What did you get up to on behalf of Cell & Gene Therapy Insights at the event – any great conversations or connections you can share?

AP: I had the privilege of speaking to some incredible folks, including David Barrett, CEO of ASGCT; Dr Paula Cannon, renowned professor working on gene editing and HIV, Dr Terry Flotte, an AAV pioneer; and Chris Hopkins, CEO of one-to-watch biotech Glafabra Therapeutics. Watch this space for interviews to be published soon!

Did being at ASGCT give you any fresh perspective on what the CGT community actually wants from us as a journal?

AP: It reinforced something I think we already suspected: the community is less interested in broad overviews and more interested in content that engages honestly with where things are still hard. Manufacturing scalability, regulatory uncertainty for novel modalities, the gap between clinical promise and commercial reality–these are the conversations people are actually having. The appetite is for analysis that respects their level of expertise and doesn’t shy away from the unresolved questions. We try to get this right in Cell & Gene Therapy Insights, and it was useful to have it confirmed in person.

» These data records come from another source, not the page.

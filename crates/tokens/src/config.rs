//! Token provider configuration.
//!
//! The signing key and lifetime policy are explicit configuration passed
//! into [`TokenProvider::new`](crate::provider::TokenProvider::new) at
//! construction — loaded once at startup, immutable thereafter. There is no
//! global key state.

use serde::Deserialize;

/// Default access token lifetime (15 minutes).
pub const DEFAULT_ACCESS_TTL_SECS: u64 = 900;

/// Default refresh token lifetime (7 days).
pub const DEFAULT_REFRESH_TTL_SECS: u64 = 7 * 24 * 3600;

/// Default clock-skew leeway (30 seconds).
///
/// Verification tolerates this much skew when comparing `now` against
/// `exp` and `iat`, avoiding false rejections across distributed callers
/// with unsynchronized clocks.
pub const DEFAULT_LEEWAY_SECS: u64 = 30;

/// Configuration for a [`TokenProvider`](crate::provider::TokenProvider).
///
/// Deserializable from any serde-compatible config source. All policy
/// fields carry defaults; only `signing_key` must be supplied, and the
/// provider constructor rejects keys below the minimum length
/// ([`MIN_KEY_LEN`](crate::signer::MIN_KEY_LEN) bytes).
#[derive(Clone, Deserialize)]
pub struct TokenConfig {
    /// Raw signing key material. Never logged.
    pub signing_key: String,
    /// Access token lifetime in seconds.
    #[serde(default = "default_access_ttl")]
    pub access_ttl_secs: u64,
    /// Refresh token lifetime in seconds.
    #[serde(default = "default_refresh_ttl")]
    pub refresh_ttl_secs: u64,
    /// Clock-skew leeway in seconds, applied to `exp` and `iat` checks.
    #[serde(default = "default_leeway")]
    pub leeway_secs: u64,
}

fn default_access_ttl() -> u64 {
    DEFAULT_ACCESS_TTL_SECS
}

fn default_refresh_ttl() -> u64 {
    DEFAULT_REFRESH_TTL_SECS
}

fn default_leeway() -> u64 {
    DEFAULT_LEEWAY_SECS
}

impl TokenConfig {
    /// Builds a config with the given key and default lifetimes.
    #[must_use]
    pub fn with_key(signing_key: impl Into<String>) -> Self {
        Self {
            signing_key: signing_key.into(),
            access_ttl_secs: DEFAULT_ACCESS_TTL_SECS,
            refresh_ttl_secs: DEFAULT_REFRESH_TTL_SECS,
            leeway_secs: DEFAULT_LEEWAY_SECS,
        }
    }
}

impl std::fmt::Debug for TokenConfig {
    fn fmt(&self, f: &mut std::fmt::Formatter<'_>) -> std::fmt::Result {
        // Key material must never appear in logs or debug output.
        f.debug_struct("TokenConfig")
            .field("signing_key", &"<redacted>")
            .field("access_ttl_secs", &self.access_ttl_secs)
            .field("refresh_ttl_secs", &self.refresh_ttl_secs)
            .field("leeway_secs", &self.leeway_secs)
            .finish()
    }
}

Hot on the heels of ASGCT, we’ve got some exciting conference partnerships coming up – anything you’re already looking forward to?

AP: Cell & Gene Therapy World Asia is high on my radar. Taking place in Singapore at the end of June, it’s a timely one for us given that growing our APAC readership is a real priority. The program spans CAR-T platforms, gene editing, scalable manufacturing, and in vivo approaches. I’m most interested in how the region’s distinct regulatory and supply chain landscape shapes those conversations. The APAC ecosystem is developing in its own way and on its own timeline, which is worth paying attention to.

Rumor has it there was a puppy booth. Thoughts?

AP: The rumors are true. I had the privilege of serving as a pillow for Selby the black lab pup, who fell asleep on me. A clear ASGCT highlight!